Es que el realismo moderno europeo fue un estilo nuevo, practicado por un tipo de escritores también nuevos; escritores formados a menudo en la escritura periodística, el “género del presente” por excelencia, y surgidos en el formidable proceso de crecimiento del nuevo público lector que otorgó sus preferencias a la nueva poética. Más allá del paradigma del siglo XIX Todos estos y otros aspectos cristalizaron, entonces, en el realismo del siglo XIX, que René Wellek explora para construir un concepto referido a un período y no como un estilo literario que puede ocurrir en cualquier época. (12) Es ese realismo decimonónico, precisamente, el que Georg Lukács elevó a categoría de paradigma, descalificando como formalista y decadente todo el arte posterior, desde Flaubert hasta Proust, Joyce, Kafka y las vanguardias. “Todo gran arte, desde Homero en adelante, es realista en cuanto es un reflejo de la realidad”. “Toda la verdadera y gran literatura es realista”: como se desprende de estas afirmaciones, la noción de realismo, para Lukács, llegó a confundirse con la categoría misma de obra de arte. Aunque fuertemente arraigadas en la tradición humanista clásica, las teorizaciones lukacsianas estuvieron de hecho atadas a un franco compromiso con las necesidades políticas y las estrategias culturales del Partido Comunista de la URSS. Por ello, si bien sus prescripciones influyeron poderosamente en la reflexión teórica y en las realizaciones artísticas de escritores e intelectuales afines a la causa del socialismo, no es improbable que el ya mencionado dogmatismo normativo del más grande crítico literario marxista, sumado a su obstinado rechazo de las mejores expresiones de la vanguardia, haya contribuido, por otra parte, a provocar el descrédito del realismo en importantes artistas y pensadores del siglo XX. (13) Pero para sintetizar los criterios aquí expuestos en una fórmula que traspase los límites estrechos del modelo lukacsiano se podría afirmar que el realismo literario moderno es una forma que se manifiesta principalmente en los géneros de mezcla que se ocupan del presente con una intención cognoscitiva y crítica, como la novela y el drama, pero no sólo en ellos. 

 Más que pretender la reproducción o reflejo de alguna realidad por medio de un conjunto invariable de procedimientos, aspira a alcanzar una representación verosímil a partir de los medios y técnicas siempre renovados que le brinda, en su ya larga trayectoria, la evolución interna de la literatura misma en su interacción con los cambios en todos los planos del pensamiento y de la vida cultural y social.

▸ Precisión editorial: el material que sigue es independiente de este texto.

//! Loads config.toml.

use crate::paths::{ServiceType, ShowcasePaths};
use showcase_core::config::AppConfig;
use showcase_core::{Result, ShowcaseError};
use std::io::ErrorKind;
use std::path::{Path, PathBuf};

/// Reads the application settings file.
///
/// A missing file yields [`AppConfig::default`]; a present but malformed file
/// is an error.
#[derive(Debug, Clone)]
pub struct ConfigService {
    file_path: PathBuf,
}

impl ConfigService {
    pub fn new(base_path: Option<&Path>) -> Result<Self> {
        let file_path = ShowcasePaths::new(base_path)
            .get_path(ServiceType::Config)
            .map_err(|e| ShowcaseError::config(format!("Failed to get config path: {}", e)))?;
        Ok(Self { file_path })
    }

    pub fn file_path(&self) -> &Path {
        &self.file_path
    }

    pub async fn load(&self) -> Result<AppConfig> {
        match tokio::fs::read_to_string(&self.file_path).await {
            Ok(content) => {
                let config: AppConfig = toml::from_str(&content)?;
                tracing::debug!("[ConfigService] Loaded {}", self.file_path.display());
                Ok(config)
            }
            Err(err) if err.kind() == ErrorKind::NotFound => Ok(AppConfig::default()),
            Err(err) => Err(err.into()),
        }
    }
}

Una síntesis tan escueta de una noción tan compleja exigiría cantidad de precisiones adicionales que aquí habrán de reducirse a una breve observación: la de que buena parte de las evaluaciones del realismo provenientes de teóricos y críticos de izquierda, lejos de limitarse a la ponderación de sus presupuestos estéticos, giran en torno de sus alcances cognoscitivos y pragmáticos, y por ende, políticos. En pocas palabras, ponen en juego cuestiones referidas al conocimiento y a la verdad en el arte, y a la posibilidad de que ese conocimiento encierre un potencial crítico capaz de liberar energías transformadoras. Los creadores auténticos del realismo, desde Gustave Courbet hasta Bertolt Brecht, se caracterizaron por experimentar nuevos procedimientos para lograr representaciones de lo real que, por su misma novedad, produjeran conocimiento e indujeran al cambio.

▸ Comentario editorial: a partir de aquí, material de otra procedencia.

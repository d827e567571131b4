//! Domain core of the success-case showcase.
//!
//! Holds the case model and gallery filter, the chat transcript types, the
//! response directive parser, and the contracts (`CaseRepository`,
//! `AdvisorBackend`, `SecretService`) implemented by the outer crates.

pub mod advisor;
pub mod case;
pub mod chat;
pub mod config;
pub mod error;
pub mod latency;
pub mod secret;

// Re-export common error type
pub use error::{Result, ShowcaseError};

 Por esa razón, las polémicas sobre el realismo tuvieron, en momentos en que esas transformaciones de la sociedad se consideraban necesarias e inminentes, un alto voltaje político que hoy se ha extinguido. II La veta realista en la literatura argentina: surgimiento, puntos de fractura y apogeo Una hipótesis célebre de David Viñas propone que la literatura argentina se inicia con la violación inscripta en El matadero. (14) Si esto fuera así, habría que admitir también que la literatura argentina nace realista. Porque lo que caracteriza el texto de Esteban Echeverría es otra violación: la mezcla, la hibridez genérica y lingüística que se materializa en su derivar entre varios registros, el de la sátira política, el de la idealización romántica, el de la representación cruda de aspectos brutales de la realidad, el del cuadro de costumbres, el de la forma “cuento”, todos ellos apuntando a la crítica del presente que es otro de los rasgos sobresalientes del realismo. (15) Por otra parte, el desfasaje entre el momento de la escritura (alrededor de 1840) y el de la publicación póstuma (1871) hace que El matadero pueda ser visto como un texto emblemático de los destiempos del realismo en la literatura nacional. El despuntar del realismo, que se produce así en pleno comienzo del romanticismo iniciado también por Echeverría, no encontró ni una tradición narrativa local en la cual asentarse, ni, dadas las condiciones de violencia que predominaron desde la Independencia y que se acentuaron bajo el régimen rosista, una esfera pública que posibilitara el ejercicio y la circulación de la crítica del presente en un texto literario.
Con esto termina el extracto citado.